Affirmant son optimisme dans la capacité de rebond du vignoble rhodanien, Denis Guthmuller souligne la nécessité de « pouvoir accompagner ceux en difficulté et ceux qui vont bien pour se développer ». Si son point de vigilance est de ne pas désinvestir dans le vignoble pour arracher, la piste d’utilisation des fonds européens d’Organisation Commune du Marché Vitivinicole (OCM vin) ne semble pas privilégiée par le ministère de l’Agriculture au vu des difficultés réglementaires (l’arrachage n’étant plus autorisé dans la Politique Agricole Commune, PAC).
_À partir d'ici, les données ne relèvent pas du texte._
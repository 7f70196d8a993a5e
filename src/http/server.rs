//! HTTP server setup and configuration.
//!
//! # Responsibilities
//! - Create the Axum Router whose fallback feeds every request to the module chain
//! - Wire up middleware (tracing, limits, request ID)
//! - Own the lifetime of the module registry and the purge schedulers
//! - Apply configuration reloads
//! - Serve the admin API next to the main listener

use std::net::{Ipv4Addr, SocketAddr};
use std::sync::Arc;
use std::time::{Duration, Instant};

use axum::extract::ws::WebSocketUpgrade;
use axum::extract::{ConnectInfo, FromRequestParts, Request, State};
use axum::http::{header, HeaderMap, StatusCode};
use axum::response::{IntoResponse, Response};
use axum::Router;
use thiserror::Error;
use tokio::net::TcpListener;
use tokio::sync::mpsc;
use tower::limit::GlobalConcurrencyLimitLayer;
use tower_http::timeout::TimeoutLayer;
use tower_http::trace::TraceLayer;

use crate::admin::{self, AdminState};
use crate::banning::{BanningModule, BanningRegistry};
use crate::config::{validate_config, ServerConfig, ValidationError};
use crate::cors::{CorsConfigError, CorsModule, CorsPolicy};
use crate::http::{request, response, RequestContext};
use crate::lifecycle::ShutdownSignal;
use crate::observability::metrics;
use crate::pipeline::{ModuleRegistry, RegistryError};
use crate::scheduler::{PurgeScheduler, Purgeable};
use crate::session::{DummySessionProxy, LocalSessionManager, SessionProxy};

#[derive(Debug, Error)]
pub enum ServerError {
    #[error("invalid configuration: {0:?}")]
    Config(Vec<ValidationError>),

    #[error(transparent)]
    Cors(#[from] CorsConfigError),

    #[error(transparent)]
    Registry(#[from] RegistryError),

    #[error("I/O error: {0}")]
    Io(#[from] std::io::Error),
}

/// Application state injected into the fallback handler.
#[derive(Clone)]
pub struct AppState {
    registry: Arc<ModuleRegistry>,
    sessions: Option<Arc<LocalSessionManager>>,
    max_body_bytes: usize,
}

/// HTTP server running requests through a [`ModuleRegistry`].
///
/// Banning and CORS modules are attached first, per configuration. Application
/// modules are added through [`HttpServer::registry`] before [`HttpServer::run`].
pub struct HttpServer {
    config: ServerConfig,
    registry: Arc<ModuleRegistry>,
    banning: Arc<BanningRegistry>,
    sessions: Option<Arc<LocalSessionManager>>,
    cors: Option<Arc<CorsModule>>,
    schedulers: Vec<PurgeScheduler>,
}

impl HttpServer {
    /// Create a new HTTP server with the given configuration.
    pub fn new(config: ServerConfig) -> Result<Self, ServerError> {
        validate_config(&config).map_err(ServerError::Config)?;

        let registry = ModuleRegistry::new();
        let banning = Arc::new(BanningRegistry::new());
        let mut schedulers = Vec::new();

        if config.banning.enabled {
            let module = BanningModule::from_config(&config.banning, banning.clone());
            registry.add("banning", Arc::new(module))?;
            schedulers.push(PurgeScheduler::new(
                Duration::from_secs(config.banning.purge_interval_secs),
                vec![banning.clone() as Arc<dyn Purgeable>],
            ));
        }

        let cors = if config.cors.enabled {
            let module = Arc::new(CorsModule::from_config(&config.cors)?);
            registry.add("cors", module.clone())?;
            Some(module)
        } else {
            None
        };

        let sessions = if config.sessions.enabled {
            let manager = Arc::new(LocalSessionManager::from_config(&config.sessions));
            schedulers.push(PurgeScheduler::new(
                Duration::from_secs(config.sessions.purge_interval_secs),
                vec![manager.clone() as Arc<dyn Purgeable>],
            ));
            Some(manager)
        } else {
            None
        };

        tracing::info!(
            modules = ?registry.names(),
            sessions = sessions.is_some(),
            "HTTP server configured"
        );

        Ok(Self {
            config,
            registry,
            banning,
            sessions,
            cors,
            schedulers,
        })
    }

    /// The module chain. Add application modules here before running.
    pub fn registry(&self) -> &Arc<ModuleRegistry> {
        &self.registry
    }

    pub fn banning(&self) -> &Arc<BanningRegistry> {
        &self.banning
    }

    pub fn sessions(&self) -> Option<&Arc<LocalSessionManager>> {
        self.sessions.as_ref()
    }

    /// Get a reference to the config.
    pub fn config(&self) -> &ServerConfig {
        &self.config
    }

    /// Build the Axum router with all middleware layers.
    #[allow(deprecated)]
    pub fn router(&self) -> Router {
        let state = AppState {
            registry: self.registry.clone(),
            sessions: self.sessions.clone(),
            max_body_bytes: self.config.listener.max_body_bytes,
        };

        Router::new()
            .fallback(dispatch_handler)
            .with_state(state)
            .layer(TimeoutLayer::new(Duration::from_secs(self.config.timeouts.request_secs)))
            .layer(GlobalConcurrencyLimitLayer::new(self.config.listener.max_concurrent_requests))
            .layer(request::propagate_request_id_layer())
            .layer(TraceLayer::new_for_http())
            .layer(request::set_request_id_layer())
    }

    /// Run the server until `shutdown` fires.
    ///
    /// Starts every module before accepting traffic, runs the purge schedulers and
    /// the admin API while serving, and disposes the registry once drained.
    pub async fn run(
        self,
        listener: TcpListener,
        mut config_updates: mpsc::UnboundedReceiver<ServerConfig>,
        shutdown: ShutdownSignal,
    ) -> Result<(), ServerError> {
        let addr = listener.local_addr()?;
        let admin_listener = if self.config.admin.enabled {
            Some(TcpListener::bind(&self.config.admin.bind_address).await?)
        } else {
            None
        };

        self.registry.start_all(&shutdown).await?;
        for scheduler in &self.schedulers {
            scheduler.start();
        }

        let reload_task = {
            let cors = self.cors.clone();
            let current = self.config.clone();
            let mut shutdown = shutdown.clone();
            tokio::spawn(async move {
                let mut current = current;
                loop {
                    tokio::select! {
                        update = config_updates.recv() => match update {
                            Some(next) => {
                                apply_reload(cors.as_deref(), &current, &next);
                                current = next;
                            }
                            None => break,
                        },
                        _ = shutdown.cancelled() => break,
                    }
                }
            })
        };

        let admin_task = if let Some(admin_listener) = admin_listener {
            if let Ok(admin_addr) = admin_listener.local_addr() {
                tracing::info!(address = %admin_addr, "Admin API listening");
            }
            let state = AdminState::new(
                self.registry.clone(),
                self.banning.clone(),
                self.sessions.clone(),
                self.config.admin.api_key.clone(),
            );
            let app = admin::setup_admin_router(state);
            let mut shutdown = shutdown.clone();
            Some(tokio::spawn(async move {
                let result = axum::serve(admin_listener, app)
                    .with_graceful_shutdown(async move { shutdown.cancelled().await })
                    .await;
                if let Err(e) = result {
                    tracing::error!(error = %e, "Admin API failed");
                }
            }))
        } else {
            None
        };

        tracing::info!(address = %addr, "HTTP server starting");

        let app = self.router().into_make_service_with_connect_info::<SocketAddr>();
        let mut signal = shutdown.clone();
        let served = axum::serve(listener, app)
            .with_graceful_shutdown(async move { signal.cancelled().await })
            .await;

        for scheduler in &self.schedulers {
            scheduler.stop().await;
        }
        reload_task.abort();
        if let Some(admin_task) = admin_task {
            if let Err(e) = admin_task.await {
                tracing::error!(error = %e, "Admin API task failed");
            }
        }
        self.registry.dispose();

        served?;
        tracing::info!("HTTP server stopped");
        Ok(())
    }
}

fn apply_reload(cors: Option<&CorsModule>, current: &ServerConfig, next: &ServerConfig) {
    if let Some(cors) = cors {
        if next.cors != current.cors {
            match CorsPolicy::from_config(&next.cors) {
                Ok(policy) => cors.replace_policy(policy),
                Err(e) => tracing::error!(error = %e, "Reloaded CORS settings rejected"),
            }
        }
    }

    let restart_needed = next.listener != current.listener
        || next.timeouts != current.timeouts
        || next.banning != current.banning
        || next.sessions != current.sessions
        || next.websocket != current.websocket
        || next.observability != current.observability
        || next.admin != current.admin
        || next.cors.enabled != current.cors.enabled
        || next.cors.base_route != current.cors.base_route;
    if restart_needed {
        tracing::warn!("Configuration changes outside the CORS policy take effect after a restart");
    }
}

/// Fallback handler: every request becomes a [`RequestContext`] and runs
/// through the module chain.
async fn dispatch_handler(State(state): State<AppState>, request: Request) -> Response {
    let start = Instant::now();
    let remote_addr = request
        .extensions()
        .get::<ConnectInfo<SocketAddr>>()
        .map(|ConnectInfo(addr)| *addr)
        .unwrap_or_else(|| SocketAddr::from((Ipv4Addr::UNSPECIFIED, 0)));

    let (mut parts, body) = request.into_parts();
    let upgrade = if wants_upgrade(&parts.headers) {
        WebSocketUpgrade::from_request_parts(&mut parts, &state).await.ok()
    } else {
        None
    };

    let body = match axum::body::to_bytes(body, state.max_body_bytes).await {
        Ok(body) => body,
        Err(e) => {
            tracing::debug!(error = %e, "Request body rejected");
            metrics::record_request(parts.method.as_str(), 413, start);
            return (StatusCode::PAYLOAD_TOO_LARGE, "Payload Too Large").into_response();
        }
    };

    let session: Arc<dyn SessionProxy> = match &state.sessions {
        Some(manager) => manager.proxy_for(&parts.headers),
        None => DummySessionProxy::shared(),
    };

    let uri = parts
        .uri
        .path_and_query()
        .map(|pq| pq.as_str().to_string())
        .unwrap_or_else(|| parts.uri.path().to_string());
    let method = parts.method.clone();

    let mut builder = RequestContext::builder(method.clone(), uri)
        .remote_addr(remote_addr)
        .body(body)
        .session(session);
    if let Some(id) = request::request_id(&parts.headers) {
        builder = builder.id(id);
    }
    builder = builder.headers(parts.headers);
    if let Some(upgrade) = upgrade {
        builder = builder.upgrade(upgrade);
    }
    let mut ctx = builder.build();

    tracing::debug!(
        request_id = %ctx.id(),
        method = %method,
        path = %ctx.path(),
        client = %remote_addr,
        "Dispatching request"
    );

    let response = match state.registry.dispatch_request(&mut ctx).await {
        Ok(()) => response::from_context(&mut ctx),
        Err(e) => response::from_error(&mut ctx, &e),
    };

    metrics::record_request(method.as_str(), response.status().as_u16(), start);
    response
}

fn wants_upgrade(headers: &HeaderMap) -> bool {
    headers
        .get(header::UPGRADE)
        .and_then(|v| v.to_str().ok())
        .is_some_and(|v| v.eq_ignore_ascii_case("websocket"))
}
Évoquée, la possibilité de recourir aux Fonds Européens Agricoles pour le Développement Rural (FEADER) pour financer l’arrachage doit être précisée (y compris dans le soutien financier de l’État).
En attendant des avancées sur les demandes d’arrachage définitif, de distillation de crise et de replantation différée, les Côtes du Rhône travaillent à un plan d’action pour soutenir leurs commercialisations ces prochains mois. À noter que l’interprofession, Inter Rhône, vient de valider en assemblée générale, ce 4 novembre, la création d’une réserve interprofessionnelle. Son objectif étant d’adapter les volumes disponibles aux équilibres du marché (blocage en cas d’excédent, libération en cas de déficit). Pas de quoi tout résoudre reconnaît Denis Guthmuller, mais ces outils nourrissent la stratégie d’adaptation du vignoble rhodanien pour les prochaines décennies.